According to guidelines issued by the World Health Organization, infants aged 0 to 3 months should get 14 to 17 hours of quality sleep a day, including naps. Increasing physical activity, reducing sedentary time and ensuring quality sleep as your baby grows will promote your baby's physical and mental health and well-being, as well as help prevent childhood obesity and associated diseases.
Therefore, good sleep quality is very important for babies. Your little one may have difficulty falling asleep at night, or may not be able to sleep through the night and wake up frequently, and this can be distressing for parents.

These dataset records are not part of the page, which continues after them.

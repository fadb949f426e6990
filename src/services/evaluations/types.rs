use serde::Serialize;
use time::PrimitiveDateTime;

use crate::db::models::Evaluation;
use crate::db::types::{AuthControl, EvaluationState};
use crate::services::access::AccessDecision;

#[derive(Debug, Clone)]
pub(crate) struct NewTemplate {
    pub(crate) title: String,
    pub(crate) description: Option<String>,
    pub(crate) items: Vec<String>,
}

#[derive(Debug, Clone)]
pub(crate) struct NewEvaluation {
    pub(crate) template_id: String,
    pub(crate) eid: Option<String>,
    pub(crate) title: String,
    pub(crate) instructions: Option<String>,
    pub(crate) start_date: PrimitiveDateTime,
    pub(crate) due_date: Option<PrimitiveDateTime>,
    pub(crate) stop_date: Option<PrimitiveDateTime>,
    pub(crate) view_date: Option<PrimitiveDateTime>,
    pub(crate) instructors_date: Option<PrimitiveDateTime>,
    pub(crate) students_date: Option<PrimitiveDateTime>,
    pub(crate) reminder_days: i32,
    pub(crate) results_private: bool,
    pub(crate) auth_control: AuthControl,
    pub(crate) modify_responses_allowed: bool,
    pub(crate) blank_responses_allowed: bool,
}

/// Partial edit of an evaluation. Outer `None` leaves a field untouched; for
/// optional dates `Some(None)` clears the value.
#[derive(Debug, Clone, Default)]
pub(crate) struct EvaluationUpdate {
    pub(crate) title: Option<String>,
    pub(crate) instructions: Option<Option<String>>,
    pub(crate) start_date: Option<PrimitiveDateTime>,
    pub(crate) due_date: Option<Option<PrimitiveDateTime>>,
    pub(crate) stop_date: Option<Option<PrimitiveDateTime>>,
    pub(crate) view_date: Option<Option<PrimitiveDateTime>>,
    pub(crate) instructors_date: Option<Option<PrimitiveDateTime>>,
    pub(crate) students_date: Option<Option<PrimitiveDateTime>>,
    pub(crate) reminder_days: Option<i32>,
    pub(crate) results_private: Option<bool>,
    pub(crate) auth_control: Option<AuthControl>,
    pub(crate) modify_responses_allowed: Option<bool>,
    pub(crate) blank_responses_allowed: Option<bool>,
}

fn assign<T: PartialEq>(
    slot: &mut T,
    value: Option<T>,
    name: &'static str,
    changed: &mut Vec<&'static str>,
) {
    if let Some(value) = value {
        if *slot != value {
            *slot = value;
            changed.push(name);
        }
    }
}

impl EvaluationUpdate {
    /// Applies the edit and returns the names of fields whose value changed.
    pub(crate) fn apply_to(self, evaluation: &mut Evaluation) -> Vec<&'static str> {
        let mut changed = Vec::new();
        assign(&mut evaluation.title, self.title, "title", &mut changed);
        assign(&mut evaluation.instructions, self.instructions, "instructions", &mut changed);
        assign(&mut evaluation.start_date, self.start_date, "start_date", &mut changed);
        assign(&mut evaluation.due_date, self.due_date, "due_date", &mut changed);
        assign(&mut evaluation.stop_date, self.stop_date, "stop_date", &mut changed);
        assign(&mut evaluation.view_date, self.view_date, "view_date", &mut changed);
        assign(
            &mut evaluation.instructors_date,
            self.instructors_date,
            "instructors_date",
            &mut changed,
        );
        assign(&mut evaluation.students_date, self.students_date, "students_date", &mut changed);
        assign(&mut evaluation.reminder_days, self.reminder_days, "reminder_days", &mut changed);
        assign(
            &mut evaluation.results_private,
            self.results_private,
            "results_private",
            &mut changed,
        );
        assign(&mut evaluation.auth_control, self.auth_control, "auth_control", &mut changed);
        assign(
            &mut evaluation.modify_responses_allowed,
            self.modify_responses_allowed,
            "modify_responses_allowed",
            &mut changed,
        );
        assign(
            &mut evaluation.blank_responses_allowed,
            self.blank_responses_allowed,
            "blank_responses_allowed",
            &mut changed,
        );
        changed
    }
}

#[derive(Debug, Clone)]
pub(crate) struct NewAnswer {
    pub(crate) item_id: String,
    pub(crate) numeric_value: Option<i32>,
    pub(crate) text_value: Option<String>,
}

impl NewAnswer {
    pub(crate) fn is_blank(&self) -> bool {
        self.numeric_value.is_none()
            && self.text_value.as_deref().map(str::trim).unwrap_or_default().is_empty()
    }
}

/// What an actor may do with one evaluation right now.
#[derive(Debug, Clone, Serialize)]
pub(crate) struct EvaluationPermissions {
    pub(crate) evaluation_id: String,
    pub(crate) state: EvaluationState,
    pub(crate) decisions: Vec<AccessDecision>,
}
use time::PrimitiveDateTime;

use crate::db::models::Evaluation;
use crate::db::types::EvaluationState;

/// The dates (and close override) that decide where an evaluation sits in
/// its lifecycle.
#[derive(Debug, Clone, Copy)]
pub(crate) struct Schedule {
    pub(crate) start: PrimitiveDateTime,
    pub(crate) due: Option<PrimitiveDateTime>,
    pub(crate) stop: Option<PrimitiveDateTime>,
    pub(crate) view: Option<PrimitiveDateTime>,
    pub(crate) force_closed: bool,
}

impl Schedule {
    pub(crate) fn of(evaluation: &Evaluation) -> Self {
        Self {
            start: evaluation.start_date,
            due: evaluation.due_date,
            stop: evaluation.stop_date,
            view: evaluation.view_date,
            force_closed: evaluation.force_closed,
        }
    }

    fn effective_stop(&self) -> Option<PrimitiveDateTime> {
        self.stop.or(self.due)
    }

    fn effective_view(&self) -> Option<PrimitiveDateTime> {
        self.view.or_else(|| self.effective_stop())
    }

    /// End of the answering window. Without a due date the first later date
    /// closes it; with no dates at all the evaluation stays open.
    fn effective_due(&self) -> Option<PrimitiveDateTime> {
        self.due.or(self.stop).or(self.view)
    }

    pub(crate) fn state_at(&self, now: PrimitiveDateTime) -> EvaluationState {
        if now < self.start {
            return EvaluationState::InQueue;
        }

        let view = self.effective_view();

        if self.force_closed {
            return match view {
                Some(view) if now >= view => EvaluationState::Viewable,
                _ => EvaluationState::Closed,
            };
        }

        match self.effective_due() {
            None => return EvaluationState::Active,
            Some(due) if now < due => return EvaluationState::Active,
            Some(_) => {}
        }

        if self.effective_stop().is_some_and(|stop| now < stop) {
            return EvaluationState::Due;
        }

        if view.is_some_and(|view| now < view) {
            return EvaluationState::Closed;
        }

        EvaluationState::Viewable
    }
}

/// Lifecycle state of `evaluation` at `now`, computed from its dates only.
/// The cached `state` column is ignored.
pub(crate) fn derive_state(evaluation: &Evaluation, now: PrimitiveDateTime) -> EvaluationState {
    Schedule::of(evaluation).state_at(now)
}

There are also many common myths about baby sleep, so here are some tips to help your baby get the best sleep possible.
Don't be afraid to wake a sleeping baby out of fear that your baby is not getting enough sleep. In the first month, your baby's circadian rhythm is still immature, there is no distinction between day and night, and hence your baby sleeps all day. Mummies need to wake their babies at regular intervals throughout the day so they get used to staying awake and playing during the day to ensure they sleep longer at night. Newborn babies need to be fed every two to three hours for the first few weeks. Once your baby has slept for more than two hours, you need to wake them up.
You can sing or talk to the baby, or use a diaper change to wake them up. Newborn babies have a very short time of activity each time they are awake, about 45 to 60 minutes, and it increases to about 1 to 1.5 hours as they approach 3 months of age.

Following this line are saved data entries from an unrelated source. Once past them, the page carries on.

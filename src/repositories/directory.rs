use sqlx::PgPool;

use crate::db::models::{AssignHierarchy, EvalGroup, User};
use crate::db::types::GroupPermission;

const HIERARCHY_COLUMNS: &str = "id, evaluation_id, node_id, owner_id, created_at";

pub(crate) async fn find_user(pool: &PgPool, user_id: &str) -> Result<Option<User>, sqlx::Error> {
    sqlx::query_as::<_, User>("SELECT id, display_name, is_admin FROM users WHERE id = $1")
        .bind(user_id)
        .fetch_optional(pool)
        .await
}

pub(crate) async fn has_permission(
    pool: &PgPool,
    user_id: &str,
    group_ref: &str,
    permission: GroupPermission,
) -> Result<bool, sqlx::Error> {
    sqlx::query_scalar(
        "SELECT EXISTS (
            SELECT 1 FROM group_permissions
            WHERE user_id = $1 AND group_ref = $2 AND permission = $3
         )",
    )
    .bind(user_id)
    .bind(group_ref)
    .bind(permission)
    .fetch_one(pool)
    .await
}

pub(crate) async fn has_permission_anywhere(
    pool: &PgPool,
    user_id: &str,
    permission: GroupPermission,
) -> Result<bool, sqlx::Error> {
    sqlx::query_scalar(
        "SELECT EXISTS (
            SELECT 1 FROM group_permissions WHERE user_id = $1 AND permission = $2
         )",
    )
    .bind(user_id)
    .bind(permission)
    .fetch_one(pool)
    .await
}

pub(crate) async fn find_group(
    pool: &PgPool,
    group_ref: &str,
) -> Result<Option<EvalGroup>, sqlx::Error> {
    sqlx::query_as::<_, EvalGroup>(
        "SELECT group_ref, title, group_type FROM eval_groups WHERE group_ref = $1",
    )
    .bind(group_ref)
    .fetch_optional(pool)
    .await
}

pub(crate) async fn find_hierarchy(
    pool: &PgPool,
    id: &str,
) -> Result<Option<AssignHierarchy>, sqlx::Error> {
    sqlx::query_as::<_, AssignHierarchy>(&format!(
        "SELECT {HIERARCHY_COLUMNS} FROM assign_hierarchy WHERE id = $1"
    ))
    .bind(id)
    .fetch_optional(pool)
    .await
}

pub(crate) async fn list_hierarchy(
    pool: &PgPool,
    evaluation_id: &str,
) -> Result<Vec<AssignHierarchy>, sqlx::Error> {
    sqlx::query_as::<_, AssignHierarchy>(&format!(
        "SELECT {HIERARCHY_COLUMNS} FROM assign_hierarchy \
         WHERE evaluation_id = $1 ORDER BY created_at, id"
    ))
    .bind(evaluation_id)
    .fetch_all(pool)
    .await
}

When newborns sleep, you don't need to worry too much about noise. After all, when they are asleep, your baby hears sounds like blood flowing through arteries and rumblings in the womb, making it more comforting for them as it is similar to what they would experience in the womb.
While babies may wake up easily during daytime naps, they can go back to sleep even when there is noise, especially during the hours before going to bed at night. If your baby is used to the typical noises at home, they will sleep through them.
Putting babies to bed late means they are overtired, causing the body to release stress hormones. Babies who are overtired during the day will enter a sleepless state at night, making it harder to fall asleep and waking up more often. So instead of going to bed late and waking up late, it's better to put your baby to bed earlier to have better control over the sleep schedule.
If you want your baby to wake up later, letting your baby go to sleep earlier can help your baby sleep more. By the time your baby is 6 months old, as their circadian rhythm develops, their sleep pattern will be more similar to an adult, sleeping mostly at night, and being awake for a longer time during the day.
Don't ignore your baby's loud snoring and excessive breathing, as this could be a sign of obstructive sleep apnea or other sleep disorders. The pauses in their breathing could indicate sleep apnea, and could lead to other developmental problems in the future.
It's normal to hear your baby making some sounds occasionally while they sleep, but loud and consistent snoring is something to watch out for. Talk to your pediatrician if you are concerned about your baby's snoring.
Some babies may need constant soothing to get back to sleep when they wake up at night, which in turn becomes a habit. This may happen every 45 minutes to 90 minutes at night, and this can be tiring for parents, which is why some parents use the "cry it out" method to let the baby learn to self-soothe and fall asleep naturally.
Actually, you don't need to let your little ones cry themselves to sleep. In addition to breastfeeding, you can also use various soothing methods to help them fall asleep. After age 3, they will know how to fall asleep naturally.